Azumah Resources Ghana Limited has dismissed media reports claiming that an international arbitration tribunal or a foreign court has ordered the Black Volta Project to be handed back to former foreign investors, insisting that no such ruling exists and describing the reports as false and misleading.
In a statement issued yesterday and signed by the Chairman of Azumah Resources Limited, Noel Addo, the company said the publications grossly misrepresented legal proceedings currently before the International Chamber of Commerce (ICC) Arbitration Tribunal and the High Court in England.
The company assured employees, suppliers, business partners and other stakeholders that the reports did not reflect the true legal position and should therefore be disregarded.
According to Azumah Resources, neither the ICC Arbitration Tribunal nor the High Court in England has issued an order directing that the Black Volta Project be transferred to the former investors – IGIC Pty Limited, Cangol Pty Limited and Azumah Resources Australia Limited.
It further argued that such an order could not lawfully be made because the mineral rights covering the project have been granted by the Government of Ghana to Azumah Resources Limited, Upwest Resources Limited and Phoenix Resources Limited.
The company said Ghana’s 1992 Constitution and its mining laws protect those mineral rights, making it legally impossible for any foreign court or arbitration tribunal to order that the concessions be transferred to another party.
The statement also challenged those behind the reports to produce any court order or arbitral award directing the transfer of ownership, explaining that the only existing court process is an ex parte application filed by the former investors on June 10, 2026, seeking interim relief against Engineers & Planners (E&P).
According to the company, the application sought orders requiring E&P to stop interfering with operations at the Black Volta and Sankofa mine sites, restore access to certain operational assets and return administrative control of the company’s Office 365 email server and domain.
However, Azumah Resources said the ex parte order itself made it clear that E&P was entitled to apply within 14 days to have the order set aside and that it would not become enforceable until that application had been determined.
It disclosed that E&P has already filed an application challenging the order and that the matter remains pending before the High Court in England.
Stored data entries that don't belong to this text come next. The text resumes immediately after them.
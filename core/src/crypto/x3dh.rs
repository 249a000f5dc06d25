//! X3DH (Extended Triple Diffie-Hellman) Key Agreement Protocol
//!
//! Establishes a shared secret between an initiator holding the responder's
//! published [`PreKeyBundle`] and a responder that may be offline at the time.

use std::sync::Arc;

use zeroize::Zeroize;

use crate::crypto::keys::{identity_dh_public, IdentityKeyPair, KeyError, OneTimePreKey, PreKeyBundle, SignedPreKey};
use crate::crypto::provider::{CryptoProvider, KeyPair};

/// Info string for HKDF
const X3DH_INFO: &[u8] = b"SecureChat_X3DH";

/// Output of a completed handshake
pub struct X3DHResult {
    shared_secret: [u8; 32],
    /// AD = IK_A ‖ IK_B
    pub associated_data: Vec<u8>,
}

impl X3DHResult {
    pub fn shared_secret(&self) -> &[u8; 32] {
        &self.shared_secret
    }
}

impl Drop for X3DHResult {
    fn drop(&mut self) {
        self.shared_secret.zeroize();
    }
}

impl std::fmt::Debug for X3DHResult {
    fn fmt(&self, f: &mut std::fmt::Formatter<'_>) -> std::fmt::Result {
        f.debug_struct("X3DHResult")
            .field("associated_data", &hex::encode(&self.associated_data))
            .finish_non_exhaustive()
    }
}

/// X3DH errors
#[derive(Debug, Clone, PartialEq, Eq, thiserror::Error)]
pub enum X3DHError {
    /// The bundle's signed prekey was not signed by its identity key
    #[error("Invalid prekey bundle signature")]
    InvalidSignature,
    #[error("Missing key material: {0}")]
    MissingKeyMaterial(&'static str),
    #[error("Invalid key: {0}")]
    InvalidKey(#[from] KeyError),
    #[error("Key derivation failed")]
    KeyDerivationFailed,
}

/// Handshake driver bound to a crypto backend
#[derive(Clone)]
pub struct X3DH {
    provider: Arc<dyn CryptoProvider>,
}

impl X3DH {
    pub fn new(provider: Arc<dyn CryptoProvider>) -> Self {
        Self { provider }
    }

    /// Fresh ephemeral key for one initiator handshake
    pub fn generate_ephemeral(&self) -> KeyPair {
        self.provider.generate_keypair()
    }

    /// Publishable bundle; contains public material only
    pub fn generate_pre_key_bundle(
        &self,
        identity: &IdentityKeyPair,
        signed_pre_key: &SignedPreKey,
        one_time_pre_key: Option<&OneTimePreKey>,
    ) -> PreKeyBundle {
        let signature = identity.sign(&signed_pre_key.public_key());
        PreKeyBundle {
            identity_key: identity.identity_key(),
            signed_pre_key_id: signed_pre_key.id,
            signed_pre_key: signed_pre_key.public_key(),
            signature,
            one_time_pre_key_id: one_time_pre_key.map(|k| k.id),
            one_time_pre_key: one_time_pre_key.map(|k| k.public_key()),
        }
    }

    /// Initiator side: verifies the bundle, then DH1..DH4 through the KDF
    pub fn sender_x3dh(
        &self,
        sender_identity: &IdentityKeyPair,
        sender_ephemeral: &KeyPair,
        receiver_bundle: &PreKeyBundle,
    ) -> Result<X3DHResult, X3DHError> {
        if receiver_bundle.one_time_pre_key_id.is_some() != receiver_bundle.one_time_pre_key.is_some() {
            return Err(X3DHError::MissingKeyMaterial("one-time prekey id without key"));
        }
        if !receiver_bundle.verify() {
            tracing::warn!("X3DH: prekey bundle signature rejected");
            return Err(X3DHError::InvalidSignature);
        }

        let receiver_identity_dh = identity_dh_public(&receiver_bundle.identity_key)?;
        let p = self.provider.as_ref();

        // DH1 = DH(IK_A, SPK_B)
        let dh1 = p.diffie_hellman(&sender_identity.dh_keypair().private, &receiver_bundle.signed_pre_key);
        // DH2 = DH(EK_A, IK_B)
        let dh2 = p.diffie_hellman(&sender_ephemeral.private, &receiver_identity_dh);
        // DH3 = DH(EK_A, SPK_B)
        let dh3 = p.diffie_hellman(&sender_ephemeral.private, &receiver_bundle.signed_pre_key);
        // DH4 = DH(EK_A, OPK_B)
        let dh4 = receiver_bundle
            .one_time_pre_key
            .map(|opk| p.diffie_hellman(&sender_ephemeral.private, &opk));

        let shared_secret = self.derive(dh1, dh2, dh3, dh4)?;

        Ok(X3DHResult {
            shared_secret,
            associated_data: associated_data(&sender_identity.identity_key(), &receiver_bundle.identity_key),
        })
    }

    /// Responder side: mirrors the initiator's computations from private keys
    pub fn receiver_x3dh(
        &self,
        receiver_identity: &IdentityKeyPair,
        receiver_signed_pre_key: &SignedPreKey,
        receiver_one_time_pre_key: Option<&OneTimePreKey>,
        sender_identity_key: &[u8; 32],
        sender_ephemeral_key: &[u8; 32],
    ) -> Result<X3DHResult, X3DHError> {
        let sender_identity_dh = identity_dh_public(sender_identity_key)?;
        let p = self.provider.as_ref();
        let spk = receiver_signed_pre_key.keypair();

        let dh1 = p.diffie_hellman(&spk.private, &sender_identity_dh);
        let dh2 = p.diffie_hellman(&receiver_identity.dh_keypair().private, sender_ephemeral_key);
        let dh3 = p.diffie_hellman(&spk.private, sender_ephemeral_key);
        let dh4 = receiver_one_time_pre_key.map(|opk| p.diffie_hellman(&opk.keypair().private, sender_ephemeral_key));

        let shared_secret = self.derive(dh1, dh2, dh3, dh4)?;

        Ok(X3DHResult {
            shared_secret,
            associated_data: associated_data(sender_identity_key, &receiver_identity.identity_key()),
        })
    }

    fn derive(
        &self,
        mut dh1: [u8; 32],
        mut dh2: [u8; 32],
        mut dh3: [u8; 32],
        mut dh4: Option<[u8; 32]>,
    ) -> Result<[u8; 32], X3DHError> {
        let low_order = [dh1, dh2, dh3].iter().chain(dh4.iter()).any(|dh| dh.iter().all(|b| *b == 0));

        // F = 0xFF * 32 prepended to the DH outputs
        let mut ikm = Vec::with_capacity(32 * 5);
        ikm.extend_from_slice(&[0xFFu8; 32]);
        ikm.extend_from_slice(&dh1);
        ikm.extend_from_slice(&dh2);
        ikm.extend_from_slice(&dh3);
        if let Some(dh4) = dh4.as_ref() {
            ikm.extend_from_slice(dh4);
        }
        dh1.zeroize();
        dh2.zeroize();
        dh3.zeroize();
        if let Some(dh4) = dh4.as_mut() {
            dh4.zeroize();
        }

        if low_order {
            ikm.zeroize();
            return Err(X3DHError::InvalidKey(KeyError::InvalidPublicKey));
        }

        let mut output = [0u8; 32];
        let result = self
            .provider
            .hkdf_sha256(Some(&[0u8; 32]), &ikm, X3DH_INFO, &mut output)
            .map_err(|_| X3DHError::KeyDerivationFailed);
        ikm.zeroize();
        result.map(|_| output)
    }
}

fn associated_data(initiator_identity: &[u8; 32], responder_identity: &[u8; 32]) -> Vec<u8> {
    let mut ad = Vec::with_capacity(64);
    ad.extend_from_slice(initiator_identity);
    ad.extend_from_slice(responder_identity);
    ad
}

#[cfg(test)]
mod tests {
    use super::*;
    use crate::crypto::provider::DefaultCryptoProvider;

    fn x3dh() -> X3DH {
        X3DH::new(Arc::new(DefaultCryptoProvider))
    }

    #[test]
    fn test_x3dh_key_agreement() {
        let x3dh = x3dh();
        let provider = DefaultCryptoProvider;
        let alice_identity = IdentityKeyPair::generate();
        let bob_identity = IdentityKeyPair::generate();
        let bob_signed_prekey = SignedPreKey::generate(1, &bob_identity, &provider);
        let bob_one_time_prekey = OneTimePreKey::generate(1, &provider);

        let bob_bundle = x3dh.generate_pre_key_bundle(&bob_identity, &bob_signed_prekey, Some(&bob_one_time_prekey));
        let ephemeral = x3dh.generate_ephemeral();

        let alice = x3dh.sender_x3dh(&alice_identity, &ephemeral, &bob_bundle).unwrap();
        let bob = x3dh
            .receiver_x3dh(
                &bob_identity,
                &bob_signed_prekey,
                Some(&bob_one_time_prekey),
                &alice_identity.identity_key(),
                &ephemeral.public,
            )
            .unwrap();

        assert_eq!(alice.shared_secret(), bob.shared_secret());
        assert_eq!(alice.associated_data, bob.associated_data);
    }

    #[test]
    fn test_x3dh_without_one_time_prekey() {
        let x3dh = x3dh();
        let alice_identity = IdentityKeyPair::generate();
        let bob_identity = IdentityKeyPair::generate();
        let bob_signed_prekey = SignedPreKey::generate(1, &bob_identity, &DefaultCryptoProvider);

        let bob_bundle = x3dh.generate_pre_key_bundle(&bob_identity, &bob_signed_prekey, None);
        assert!(bob_bundle.one_time().is_none());

        let ephemeral = x3dh.generate_ephemeral();
        let alice = x3dh.sender_x3dh(&alice_identity, &ephemeral, &bob_bundle).unwrap();
        let bob = x3dh
            .receiver_x3dh(&bob_identity, &bob_signed_prekey, None, &alice_identity.identity_key(), &ephemeral.public)
            .unwrap();

        assert_eq!(alice.shared_secret(), bob.shared_secret());
    }

    #[test]
    fn test_one_time_prekey_changes_secret() {
        let x3dh = x3dh();
        let provider = DefaultCryptoProvider;
        let alice_identity = IdentityKeyPair::generate();
        let bob_identity = IdentityKeyPair::generate();
        let spk = SignedPreKey::generate(1, &bob_identity, &provider);
        let opk = OneTimePreKey::generate(7, &provider);
        let ephemeral = x3dh.generate_ephemeral();

        let with = x3dh
            .sender_x3dh(&alice_identity, &ephemeral, &x3dh.generate_pre_key_bundle(&bob_identity, &spk, Some(&opk)))
            .unwrap();
        let without = x3dh
            .sender_x3dh(&alice_identity, &ephemeral, &x3dh.generate_pre_key_bundle(&bob_identity, &spk, None))
            .unwrap();
        assert_ne!(with.shared_secret(), without.shared_secret());
    }

    #[test]
    fn test_x3dh_invalid_signature_fails() {
        let x3dh = x3dh();
        let alice_identity = IdentityKeyPair::generate();
        let bob_identity = IdentityKeyPair::generate();
        let bob_signed_prekey = SignedPreKey::generate(1, &bob_identity, &DefaultCryptoProvider);

        // Signature made by a different identity
        let wrong_identity = IdentityKeyPair::generate();
        let mut bundle = x3dh.generate_pre_key_bundle(&bob_identity, &bob_signed_prekey, None);
        bundle.signature = wrong_identity.sign(&bob_signed_prekey.public_key());

        let result = x3dh.sender_x3dh(&alice_identity, &x3dh.generate_ephemeral(), &bundle);
        assert_eq!(result.unwrap_err(), X3DHError::InvalidSignature);
    }

    #[test]
    fn test_missing_one_time_key_material() {
        let x3dh = x3dh();
        let alice_identity = IdentityKeyPair::generate();
        let bob_identity = IdentityKeyPair::generate();
        let spk = SignedPreKey::generate(1, &bob_identity, &DefaultCryptoProvider);

        let mut bundle = x3dh.generate_pre_key_bundle(&bob_identity, &spk, None);
        bundle.one_time_pre_key_id = Some(4);

        let result = x3dh.sender_x3dh(&alice_identity, &x3dh.generate_ephemeral(), &bundle);
        assert!(matches!(result, Err(X3DHError::MissingKeyMaterial(_))));
    }

    #[test]
    fn test_x3dh_associated_data() {
        let x3dh = x3dh();
        let alice_identity = IdentityKeyPair::generate();
        let bob_identity = IdentityKeyPair::generate();
        let spk = SignedPreKey::generate(1, &bob_identity, &DefaultCryptoProvider);

        let bundle = x3dh.generate_pre_key_bundle(&bob_identity, &spk, None);
        let alice = x3dh.sender_x3dh(&alice_identity, &x3dh.generate_ephemeral(), &bundle).unwrap();

        assert_eq!(alice.associated_data.len(), 64);
        assert_eq!(&alice.associated_data[..32], &alice_identity.identity_key());
        assert_eq!(&alice.associated_data[32..], &bob_identity.identity_key());
    }
}
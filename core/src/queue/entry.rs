//! Queue entry model

use std::time::Duration;

use serde::{Deserialize, Serialize};

/// Delivery priority; `High` sorts first
#[derive(Debug, Clone, Copy, Default, PartialEq, Eq, Hash, PartialOrd, Ord, Serialize, Deserialize)]
#[serde(rename_all = "SCREAMING_SNAKE_CASE")]
pub enum MessagePriority {
    High,
    #[default]
    Normal,
    Low,
}

#[derive(Debug, Clone, Copy, PartialEq, Eq, Hash, PartialOrd, Ord, Serialize, Deserialize)]
#[serde(rename_all = "SCREAMING_SNAKE_CASE")]
pub enum QueueStatus {
    Pending,
    Retrying,
    Sent,
    Failed,
    Expired,
}

impl QueueStatus {
    /// Sent, failed and expired entries never change again
    pub fn is_terminal(self) -> bool {
        matches!(self, QueueStatus::Sent | QueueStatus::Failed | QueueStatus::Expired)
    }
}

/// Outbound payload waiting for its peer
#[derive(Debug, Clone, PartialEq, Eq, Serialize, Deserialize)]
pub struct OfflineQueueEntry {
    pub id: String,
    pub peer_id: String,
    pub message_type: String,
    #[serde(with = "crate::util::serde_hex")]
    pub payload: Vec<u8>,
    pub priority: MessagePriority,
    pub require_ack: bool,
    pub status: QueueStatus,
    pub retry_count: u32,
    pub max_retries: u32,
    pub expires_at: u64,
    pub created_at: u64,
    pub last_attempt_at: Option<u64>,
    /// Enqueue order, breaks ties between equal timestamps
    pub sequence: u64,
}

impl OfflineQueueEntry {
    pub fn is_expired_at(&self, now: u64) -> bool {
        now >= self.expires_at
    }

    pub fn can_retry_at(&self, now: u64) -> bool {
        !self.status.is_terminal() && self.retry_count < self.max_retries && !self.is_expired_at(now)
    }

    /// Pending entries are due at once; retrying ones after their backoff step
    pub fn is_due_at(&self, now: u64, retry_delays_ms: &[u64]) -> bool {
        if self.is_expired_at(now) {
            return false;
        }
        match (self.status, self.last_attempt_at) {
            (QueueStatus::Pending, _) => true,
            (QueueStatus::Retrying, None) => true,
            (QueueStatus::Retrying, Some(last)) => {
                let delay = retry_delay(retry_delays_ms, self.retry_count.saturating_sub(1));
                now >= last.saturating_add(delay.as_millis() as u64)
            }
            _ => false,
        }
    }

    /// Priority first, then first in first out
    pub(crate) fn delivery_order(&self) -> (MessagePriority, u64, u64) {
        (self.priority, self.created_at, self.sequence)
    }
}

/// Step from the backoff table; counts past the end repeat the last step
pub fn retry_delay(retry_delays_ms: &[u64], retry_count: u32) -> Duration {
    let index = (retry_count as usize).min(retry_delays_ms.len().saturating_sub(1));
    Duration::from_millis(retry_delays_ms.get(index).copied().unwrap_or(0))
}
The company added that it has filed its own supporting statement in the proceedings, confirming that all assets associated with the Black Volta Project remain under the custody, possession and control of Azumah Resources Ghana Limited.
It noted that the High Court is yet to fix a hearing date for the application and, therefore, described reports suggesting that E&P had failed to comply with a court order as “inaccurate and misleading.”
Addressing claims over ownership of the project, Azumah Resources said the ICC Arbitration Tribunal had already declined, in an interim award delivered on September 19, 2025, requests to reverse changes relating to shareholding, board appointments and management of the company.
According to the statement, that decision effectively left intact Engineers & Planners’ acquisition of shares in Azumah Resources Ghana Limited and Upwest Resources Limited.
The company also sought to explain the commercial background to the dispute, stating that Engineers & Planners entered into a Framework Agreement in 2023 to acquire and develop the Black Volta Project for US$100 million.
It rejected suggestions that the agreement related solely to equity ownership, insisting that the transaction covered both the debt and equity interests held by the former investors in Azumah Resources Ghana Limited and Upwest Resources Limited.
The statement said the agreement provided that, in exchange for the US$100 million payment, IGIC, Azumah Resources Australia and Cangol would transfer all their interests in the companies, including both loans and shares.
Azumah Resources further disclosed that after disputes emerged, the parties negotiated a settlement agreement reaffirming that the US$100 million represented payment for both debt and equity.